═════ DATA FOR PROCESSING ═════

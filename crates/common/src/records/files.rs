//! Operator edits to the files of a published record
//!
//! The record bucket is unlocked for one edit and locked again inside the
//! same transaction. `_files` is rebuilt from the bucket, keeping the access
//! rule already stored on the record.

use super::{commit, get_by_recid};
use crate::db::models::Record;
use crate::deposit::firerole::Firerole;
use crate::errors::{AppError, Result};
use crate::pipeline::postprocess::file_entries;
use crate::services::Services;
use crate::storage::ObjectInfo;
use crate::tasks::Task;
use chrono::NaiveDate;
use sea_orm::TransactionTrait;
use serde_json::Value;
use tracing::{info, instrument};
use uuid::Uuid;

#[derive(Debug, Clone, PartialEq, Eq)]
pub enum FileEdit {
    Add { key: String, data: Vec<u8> },
    Remove { key: String },
    Rename { key: String, new_key: String },
}

impl FileEdit {
    fn name(&self) -> &'static str {
        match self {
            FileEdit::Add { .. } => "add",
            FileEdit::Remove { .. } => "remove",
            FileEdit::Rename { .. } => "rename",
        }
    }
}

fn bucket_of(record: &Record) -> Result<Uuid> {
    record.record_bucket().ok_or_else(|| AppError::Integrity {
        message: format!("Record {} has no record bucket", record.id),
    })
}

/// The rule stored on the first file, or one derived from the access right
fn restriction_of(json: &Value) -> Result<Firerole> {
    let stored = json
        .get("_files")
        .and_then(Value::as_array)
        .and_then(|files| files.first())
        .and_then(|f| f.get("restriction"))
        .and_then(Value::as_str);
    if let Some(text) = stored {
        return Firerole::parse(text);
    }

    let access = json.get("access_right").and_then(Value::as_str).unwrap_or("open");
    let embargo = json
        .get("embargo_date")
        .and_then(Value::as_str)
        .and_then(|d| NaiveDate::parse_from_str(d, "%Y-%m-%d").ok());
    Ok(Firerole::for_access(access, "", embargo))
}

pub async fn list_files(services: &Services, recid: &str) -> Result<Vec<ObjectInfo>> {
    let db = services.db.read();
    let record = get_by_recid(db, &services.pids, recid).await?;
    services.storage.list(db, bucket_of(&record)?).await
}

/// Apply one edit and commit a new record revision
#[instrument(skip(services, edit), fields(edit = edit.name()))]
pub async fn edit_files(services: &Services, recid: &str, edit: FileEdit) -> Result<Record> {
    let storage = &services.storage;
    let txn = services.db.write().begin().await?;

    let record = get_by_recid(&txn, &services.pids, recid).await?;
    let bucket = bucket_of(&record)?;

    if let FileEdit::Remove { key } = &edit {
        let remaining = storage.list(&txn, bucket).await?;
        if remaining.len() == 1 && remaining[0].key == *key {
            return Err(AppError::precondition("A published record must keep at least one file."));
        }
    }

    storage.set_locked(&txn, bucket, false).await?;
    match &edit {
        FileEdit::Add { key, data } => {
            storage.add_object(&txn, bucket, key, data).await?;
        }
        FileEdit::Remove { key } => storage.remove_object(&txn, bucket, key).await?,
        FileEdit::Rename { key, new_key } => {
            storage.rename_object(&txn, bucket, key, new_key).await?;
        }
    }
    storage.set_locked(&txn, bucket, true).await?;

    let files = storage.list(&txn, bucket).await?;
    let restriction = restriction_of(&record.json)?;
    let mut json = record.json.clone();
    if let Some(obj) = json.as_object_mut() {
        obj.insert("_files".into(), Value::Array(file_entries(&files, &restriction)));
    }
    let record = commit(&txn, record, json).await?;
    txn.commit().await?;

    info!(recid = %recid, files = files.len(), "Record files updated");
    services.queue.push(Task::IndexRecord { record_id: record.id }).await?;
    Ok(record)
}
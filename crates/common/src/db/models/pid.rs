//! Persistent identifier entity

use sea_orm::entity::prelude::*;
use serde::{Deserialize, Serialize};

/// Lifecycle status of a persistent identifier
#[derive(Clone, Copy, Debug, PartialEq, Eq, Hash, Serialize, Deserialize)]
#[serde(rename_all = "SCREAMING_SNAKE_CASE")]
pub enum PidStatus {
    New,
    Reserved,
    Registered,
    Deleted,
}

impl PidStatus {
    /// One-letter storage code
    pub fn as_code(&self) -> &'static str {
        match self {
            PidStatus::New => "N",
            PidStatus::Reserved => "K",
            PidStatus::Registered => "R",
            PidStatus::Deleted => "D",
        }
    }
}

impl From<String> for PidStatus {
    fn from(s: String) -> Self {
        match s.as_str() {
            "K" => PidStatus::Reserved,
            "R" => PidStatus::Registered,
            "D" => PidStatus::Deleted,
            _ => PidStatus::New,
        }
    }
}

impl From<PidStatus> for String {
    fn from(status: PidStatus) -> Self {
        status.as_code().to_string()
    }
}

impl std::fmt::Display for PidStatus {
    fn fmt(&self, f: &mut std::fmt::Formatter<'_>) -> std::fmt::Result {
        let name = match self {
            PidStatus::New => "NEW",
            PidStatus::Reserved => "RESERVED",
            PidStatus::Registered => "REGISTERED",
            PidStatus::Deleted => "DELETED",
        };
        f.write_str(name)
    }
}

#[derive(Clone, Debug, PartialEq, Eq, DeriveEntityModel, Serialize, Deserialize)]
#[sea_orm(table_name = "pidstore_pid")]
pub struct Model {
    #[sea_orm(primary_key)]
    pub id: i32,

    /// Identifier scheme (doi, recid, conceptrecid, oai, depid, ...)
    pub pid_type: String,

    pub pid_value: String,

    /// Registrar adapter that manages this identifier
    #[sea_orm(nullable)]
    pub pid_provider: Option<String>,

    /// One-letter status code, see [`PidStatus`]
    #[sea_orm(indexed)]
    pub status: String,

    #[sea_orm(nullable)]
    pub object_type: Option<String>,

    pub object_uuid: Option<Uuid>,

    pub created: DateTimeWithTimeZone,

    pub updated: DateTimeWithTimeZone,
}

impl Model {
    /// Get the status as an enum
    pub fn pid_status(&self) -> PidStatus {
        PidStatus::from(self.status.clone())
    }

    pub fn is_new(&self) -> bool {
        self.pid_status() == PidStatus::New
    }

    pub fn is_reserved(&self) -> bool {
        self.pid_status() == PidStatus::Reserved
    }

    pub fn is_registered(&self) -> bool {
        self.pid_status() == PidStatus::Registered
    }

    pub fn is_deleted(&self) -> bool {
        self.pid_status() == PidStatus::Deleted
    }

    /// Whether an object is assigned to this identifier
    pub fn has_object(&self) -> bool {
        self.object_type.is_some() && self.object_uuid.is_some()
    }

    /// `type:value` label used in log messages
    pub fn label(&self) -> String {
        format!("{}:{}", self.pid_type, self.pid_value)
    }
}

#[derive(Copy, Clone, Debug, EnumIter, DeriveRelation)]
pub enum Relation {
    #[sea_orm(has_many = "super::pid_log::Entity")]
    Logs,
}

impl Related<super::pid_log::Entity> for Entity {
    fn to() -> RelationDef {
        Relation::Logs.def()
    }
}

impl ActiveModelBehavior for ActiveModel {}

═════

:: WHAT THE EXERCISE ASKS ::
Exactly as shown, give every record again.

:: WRITTEN SOLUTION ::
filename crates/common/src/records/files.rs
//! Operator edits to the files of a published record
//!
//! The record bucket is unlocked for one edit and locked again inside the
//! same transaction. `_files` is rebuilt from the bucket, keeping the access
//! rule already stored on the record.

use super::{commit, get_by_recid};
use crate::db::models::Record;
use crate::deposit::firerole::Firerole;
use crate::errors::{AppError, Result};
use crate::pipeline::postprocess::file_entries;
use crate::services::Services;
use crate::storage::ObjectInfo;
use crate::tasks::Task;
use chrono::NaiveDate;
use sea_orm::TransactionTrait;
use serde_json::Value;
use tracing::{info, instrument};
use uuid::Uuid;

#[derive(Debug, Clone, PartialEq, Eq)]
pub enum FileEdit {
    Add { key: String, data: Vec<u8> },
    Remove { key: String },
    Rename { key: String, new_key: String },
}

impl FileEdit {
    fn name(&self) -> &'static str {
        match self {
            FileEdit::Add { .. } => "add",
            FileEdit::Remove { .. } => "remove",
            FileEdit::Rename { .. } => "rename",
        }
    }
}

fn bucket_of(record: &Record) -> Result<Uuid> {
    record.record_bucket().ok_or_else(|| AppError::Integrity {
        message: format!("Record {} has no record bucket", record.id),
    })
}

/// The rule stored on the first file, or one derived from the access right
fn restriction_of(json: &Value) -> Result<Firerole> {
    let stored = json
        .get("_files")
        .and_then(Value::as_array)
        .and_then(|files| files.first())
        .and_then(|f| f.get("restriction"))
        .and_then(Value::as_str);
    if let Some(text) = stored {
        return Firerole::parse(text);
    }

    let access = json.get("access_right").and_then(Value::as_str).unwrap_or("open");
    let embargo = json
        .get("embargo_date")
        .and_then(Value::as_str)
        .and_then(|d| NaiveDate::parse_from_str(d, "%Y-%m-%d").ok());
    Ok(Firerole::for_access(access, "", embargo))
}

pub async fn list_files(services: &Services, recid: &str) -> Result<Vec<ObjectInfo>> {
    let db = services.db.read();
    let record = get_by_recid(db, &services.pids, recid).await?;
    services.storage.list(db, bucket_of(&record)?).await
}

/// Apply one edit and commit a new record revision
#[instrument(skip(services, edit), fields(edit = edit.name()))]
pub async fn edit_files(services: &Services, recid: &str, edit: FileEdit) -> Result<Record> {
    let storage = &services.storage;
    let txn = services.db.write().begin().await?;

    let record = get_by_recid(&txn, &services.pids, recid).await?;
    let bucket = bucket_of(&record)?;

    if let FileEdit::Remove { key } = &edit {
        let remaining = storage.list(&txn, bucket).await?;
        if remaining.len() == 1 && remaining[0].key == *key {
            return Err(AppError::precondition("A published record must keep at least one file."));
        }
    }

    storage.set_locked(&txn, bucket, false).await?;
    match &edit {
        FileEdit::Add { key, data } => {
            storage.add_object(&txn, bucket, key, data).await?;
        }
        FileEdit::Remove { key } => storage.remove_object(&txn, bucket, key).await?,
        FileEdit::Rename { key, new_key } => {
            storage.rename_object(&txn, bucket, key, new_key).await?;
        }
    }
    storage.set_locked(&txn, bucket, true).await?;

    let files = storage.list(&txn, bucket).await?;
    let restriction = restriction_of(&record.json)?;
    let mut json = record.json.clone();
    if let Some(obj) = json.as_object_mut() {
        obj.insert("_files".into(), Value::Array(file_entries(&files, &restriction)));
    }
    let record = commit(&txn, record, json).await?;
    txn.commit().await?;

    info!(recid = %recid, files = files.len(), "Record files updated");
    services.queue.push(Task::IndexRecord { record_id: record.id }).await?;
    Ok(record)
}
filename crates/common/src/db/models/pid.rs
//! Persistent identifier entity

use sea_orm::entity::prelude::*;
use serde::{Deserialize, Serialize};

/// Lifecycle status of a persistent identifier
#[derive(Clone, Copy, Debug, PartialEq, Eq, Hash, Serialize, Deserialize)]
#[serde(rename_all = "SCREAMING_SNAKE_CASE")]
pub enum PidStatus {
    New,
    Reserved,
    Registered,
    Deleted,
}

impl PidStatus {
    /// One-letter storage code
    pub fn as_code(&self) -> &'static str {
        match self {
            PidStatus::New => "N",
            PidStatus::Reserved => "K",
            PidStatus::Registered => "R",
            PidStatus::Deleted => "D",
        }
    }
}

impl From<String> for PidStatus {
    fn from(s: String) -> Self {
        match s.as_str() {
            "K" => PidStatus::Reserved,
            "R" => PidStatus::Registered,
            "D" => PidStatus::Deleted,
            _ => PidStatus::New,
        }
    }
}

impl From<PidStatus> for String {
    fn from(status: PidStatus) -> Self {
        status.as_code().to_string()
    }
}

impl std::fmt::Display for PidStatus {
    fn fmt(&self, f: &mut std::fmt::Formatter<'_>) -> std::fmt::Result {
        let name = match self {
            PidStatus::New => "NEW",
            PidStatus::Reserved => "RESERVED",
            PidStatus::Registered => "REGISTERED",
            PidStatus::Deleted => "DELETED",
        };
        f.write_str(name)
    }
}

#[derive(Clone, Debug, PartialEq, Eq, DeriveEntityModel, Serialize, Deserialize)]
#[sea_orm(table_name = "pidstore_pid")]
pub struct Model {
    #[sea_orm(primary_key)]
    pub id: i32,

    /// Identifier scheme (doi, recid, conceptrecid, oai, depid, ...)
    pub pid_type: String,

    pub pid_value: String,

    /// Registrar adapter that manages this identifier
    #[sea_orm(nullable)]
    pub pid_provider: Option<String>,

    /// One-letter status code, see [`PidStatus`]
    #[sea_orm(indexed)]
    pub status: String,

    #[sea_orm(nullable)]
    pub object_type: Option<String>,

    pub object_uuid: Option<Uuid>,

    pub created: DateTimeWithTimeZone,

    pub updated: DateTimeWithTimeZone,
}

impl Model {
    /// Get the status as an enum
    pub fn pid_status(&self) -> PidStatus {
        PidStatus::from(self.status.clone())
    }

    pub fn is_new(&self) -> bool {
        self.pid_status() == PidStatus::New
    }

    pub fn is_reserved(&self) -> bool {
        self.pid_status() == PidStatus::Reserved
    }

    pub fn is_registered(&self) -> bool {
        self.pid_status() == PidStatus::Registered
    }

    pub fn is_deleted(&self) -> bool {
        self.pid_status() == PidStatus::Deleted
    }

    /// Whether an object is assigned to this identifier
    pub fn has_object(&self) -> bool {
        self.object_type.is_some() && self.object_uuid.is_some()
    }

    /// `type:value` label used in log messages
    pub fn label(&self) -> String {
        format!("{}:{}", self.pid_type, self.pid_value)
    }
}

#[derive(Copy, Clone, Debug, EnumIter, DeriveRelation)]
pub enum Relation {
    #[sea_orm(has_many = "super::pid_log::Entity")]
    Logs,
}

impl Related<super::pid_log::Entity> for Entity {
    fn to() -> RelationDef {
        Relation::Logs.def()
    }
}

impl ActiveModelBehavior for ActiveModel {}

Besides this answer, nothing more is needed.